If you want to bypass the hassle (and expense) of a doctor’s appointment, you can order them yourself from Life Extension.
Lab testing for the right indicators can guide you to better choices and to see how well you are doing – before heart disease can have its way with you.
Preventing inflammation is the key to heart health. The really great news is that, even in the face of any current poor health, reducing your inflammatory load can reverse diseases caused by it.
Good Practices for Heart Health
Living a circadian lifestyle is the foundation. It’s just the beginning. Certain dietary styles (foods, eating patterns, etc.) also prevent and reverse heart disease.
A few supplements are also very helpful. Carnosine may be one of the best, based on how it undermines diet-caused inflammation. Most supplements on the market aren’t helpful at all, in spite of marketing claims about them.
Weaving your way through all the landmines behind heart disease may seem complicated. However, just keeping these few things in mind will do you a lot of good.

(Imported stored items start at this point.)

//! # Solver Interface for the `glpsol` Executable

use std::{
    ffi::{OsStr, OsString},
    fs, io,
    path::Path,
    process::{Child, Command, ExitStatus, Stdio},
    thread,
    time::{Duration, Instant},
};

use super::{CapturedOutput, Error, Solve};

/// Name of the report file inside the temporary directory
const REPORT_FILE: &str = "solucion.sol";
const STDOUT_FILE: &str = "glpsol.out";
const STDERR_FILE: &str = "glpsol.err";

/// How often to check whether the solver terminated when a timeout is set
const POLL_INTERVAL: Duration = Duration::from_millis(20);

/// The GLPK stand-alone solver, called via an external executable
///
/// The solver is called as
/// `<program> [args] --model <model> --data <data> --output <report>`, where the
/// report is written to a temporary directory that is removed before
/// [`Solve::solve`] returns. The output of the solver is captured and only
/// returned as part of errors.
#[derive(Debug, Clone)]
pub struct Glpsol {
    program: OsString,
    args: Vec<OsString>,
    timeout: Option<Duration>,
}

impl Default for Glpsol {
    fn default() -> Self {
        Glpsol::new("glpsol")
    }
}

impl Glpsol {
    /// Initializes the solver with the executable to call
    ///
    /// If `program` is not a path, it is looked up in `PATH`.
    #[must_use]
    pub fn new<P: AsRef<OsStr>>(program: P) -> Self {
        Glpsol {
            program: program.as_ref().to_owned(),
            args: vec![],
            timeout: None,
        }
    }

    /// Adds an argument that is passed before the model and data arguments
    #[must_use]
    pub fn arg<A: AsRef<OsStr>>(mut self, arg: A) -> Self {
        self.args.push(arg.as_ref().to_owned());
        self
    }

    /// Adds multiple arguments that are passed before the model and data
    /// arguments
    #[must_use]
    pub fn args<I, A>(mut self, args: I) -> Self
    where
        I: IntoIterator<Item = A>,
        A: AsRef<OsStr>,
    {
        self.args
            .extend(args.into_iter().map(|arg| arg.as_ref().to_owned()));
        self
    }

    /// Sets a wall clock limit after which the solver process is killed
    #[must_use]
    pub fn timeout(mut self, timeout: Option<Duration>) -> Self {
        self.timeout = timeout;
        self
    }

    fn program_name(&self) -> String {
        self.program.to_string_lossy().into_owned()
    }

    fn command(&self, model: &Path, data: &Path, workdir: &Path) -> io::Result<Command> {
        let mut cmd = Command::new(&self.program);
        cmd.args(&self.args)
            .arg("--model")
            .arg(fs::canonicalize(model)?)
            .arg("--data")
            .arg(fs::canonicalize(data)?)
            .arg("--output")
            .arg(workdir.join(REPORT_FILE))
            .stdin(Stdio::null())
            .stdout(fs::File::create(workdir.join(STDOUT_FILE))?)
            .stderr(fs::File::create(workdir.join(STDERR_FILE))?);
        Ok(cmd)
    }

    fn run(&self, model: &Path, data: &Path, workdir: &Path) -> Result<String, Error> {
        let mut cmd = self.command(model, data, workdir)?;
        log::info!("running {cmd:?}");
        let start = Instant::now();
        let mut child = cmd.spawn().map_err(|err| match err.kind() {
            io::ErrorKind::NotFound => Error::NotFound(self.program_name()),
            _ => Error::Spawn {
                program: self.program_name(),
                source: err,
            },
        })?;
        let status = wait(&mut child, self.timeout)?;
        log::info!("solver terminated after {:?}", start.elapsed());
        let Some(status) = status else {
            return Err(Error::Timeout {
                // a timeout is always set if waiting was cut short
                limit: self.timeout.unwrap_or_default(),
                output: read_output(workdir),
            });
        };
        if !status.success() {
            return Err(Error::Failed {
                status,
                output: read_output(workdir),
            });
        }
        match fs::read(workdir.join(REPORT_FILE)) {
            Ok(bytes) => Ok(String::from_utf8_lossy(&bytes).into_owned()),
            Err(err) if err.kind() == io::ErrorKind::NotFound => Err(Error::MissingReport {
                output: read_output(workdir),
            }),
            Err(err) => Err(err.into()),
        }
    }
}

impl Solve for Glpsol {
    fn signature(&self) -> &'static str {
        "glpsol"
    }

    fn solve(&self, model: &Path, data: &Path) -> Result<String, Error> {
        let workdir = tempfile::Builder::new().prefix("busplan-").tempdir()?;
        let result = self.run(model, data, workdir.path());
        // dropping would also remove the directory, but silently
        if let Err(err) = workdir.close() {
            log::warn!("failed to remove temporary solver directory: {err}");
        }
        result
    }
}

/// Waits for the child to terminate, killing it when the timeout is exceeded
///
/// Returns [`None`] if the child was killed.
fn wait(child: &mut Child, timeout: Option<Duration>) -> io::Result<Option<ExitStatus>> {
    let Some(timeout) = timeout else {
        return child.wait().map(Some);
    };
    let start = Instant::now();
    loop {
        if let Some(status) = child.try_wait()? {
            return Ok(Some(status));
        }
        if start.elapsed() >= timeout {
            if let Err(err) = child.kill() {
                log::warn!("failed to kill solver process: {err}");
            }
            child.wait()?;
            return Ok(None);
        }
        thread::sleep(POLL_INTERVAL);
    }
}

fn read_output(workdir: &Path) -> CapturedOutput {
    let read = |file: &str| {
        fs::read(workdir.join(file))
            .map(|bytes| String::from_utf8_lossy(&bytes).into_owned())
            .unwrap_or_default()
    };
    CapturedOutput {
        stdout: read(STDOUT_FILE),
        stderr: read(STDERR_FILE),
    }
}

#[cfg(all(test, unix))]
mod tests {
    use std::{fs, path::Path, time::Duration};

    use super::Glpsol;
    use crate::solvers::{Error, Solve};

    /// Sets up a model and data file and a shell script standing in for glpsol
    fn setup(dir: &Path, script: &str) -> Glpsol {
        fs::write(dir.join("model.mod"), "end;\n").unwrap();
        fs::write(dir.join("data.dat"), "end;\n").unwrap();
        fs::write(dir.join("fake-glpsol.sh"), script).unwrap();
        Glpsol::new("sh").arg(dir.join("fake-glpsol.sh"))
    }

    const WRITE_ARGS: &str = r#"
while [ "$#" -gt 0 ]; do
  if [ "$1" = "--output" ]; then out="$2"; fi
  echo "arg $1"
  shift
done
echo "Status: OPTIMAL" > "$out"
"#;

    #[test]
    fn report_is_returned() {
        let dir = tempfile::tempdir().unwrap();
        let slv = setup(dir.path(), WRITE_ARGS);
        let report = slv
            .solve(&dir.path().join("model.mod"), &dir.path().join("data.dat"))
            .unwrap();
        assert_eq!(report, "Status: OPTIMAL\n");
    }

    #[test]
    fn temporary_directory_removed() {
        let dir = tempfile::tempdir().unwrap();
        let slv = setup(
            dir.path(),
            &format!(
                "{WRITE_ARGS}\necho \"$(dirname \"$out\")\" > {}\n",
                dir.path().join("workdir.txt").display()
            ),
        );
        slv.solve(&dir.path().join("model.mod"), &dir.path().join("data.dat"))
            .unwrap();
        let workdir = fs::read_to_string(dir.path().join("workdir.txt")).unwrap();
        assert!(!Path::new(workdir.trim()).exists());
    }

    #[test]
    fn nonzero_exit() {
        let dir = tempfile::tempdir().unwrap();
        let slv = setup(dir.path(), "echo 'model error' >&2\nexit 1\n");
        let err = slv
            .solve(&dir.path().join("model.mod"), &dir.path().join("data.dat"))
            .unwrap_err();
        let Error::Failed { status, output } = err else {
            panic!("unexpected error {err:?}");
        };
        assert_eq!(status.code(), Some(1));
        assert_eq!(output.stderr, "model error\n");
    }

    #[test]
    fn missing_report() {
        let dir = tempfile::tempdir().unwrap();
        let slv = setup(dir.path(), "echo solving\n");
        let err = slv
            .solve(&dir.path().join("model.mod"), &dir.path().join("data.dat"))
            .unwrap_err();
        assert!(matches!(err, Error::MissingReport { .. }));
        assert_eq!(err.output().unwrap().stdout, "solving\n");
    }

    #[test]
    fn executable_not_found() {
        let dir = tempfile::tempdir().unwrap();
        setup(dir.path(), "");
        let err = Glpsol::new(dir.path().join("no-such-glpsol"))
            .solve(&dir.path().join("model.mod"), &dir.path().join("data.dat"))
            .unwrap_err();
        assert!(matches!(err, Error::NotFound(_)));
        assert!(err.output().is_none());
    }

    #[test]
    fn timeout_kills_solver() {
        let dir = tempfile::tempdir().unwrap();
        let slv = setup(dir.path(), "sleep 10\n").timeout(Some(Duration::from_millis(200)));
        let err = slv
            .solve(&dir.path().join("model.mod"), &dir.path().join("data.dat"))
            .unwrap_err();
        assert!(matches!(err, Error::Timeout { .. }));
    }
}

You’ll get a much more extensive explanation about how to live a heart-healthy lifestyle in Issue #3 of my Boomer Health Reports. Like all my health reports, it’s based on real human biology, not money-driven modern medicine. Go to that link and see what you think.
This is Just the Beginning
The topic of heart health is huge. I’ve just scratched the surface in this brief blog post. Arm yourself with the best information you can, the sooner the better.
Ultimately, keep in mind that heart disease isn’t really age-related. Mindlessly repeating the phrase, “age-related heart disease,” is just a bunch of bunk.
This put YOU in the driver’s seat for your own health. Right where you should be.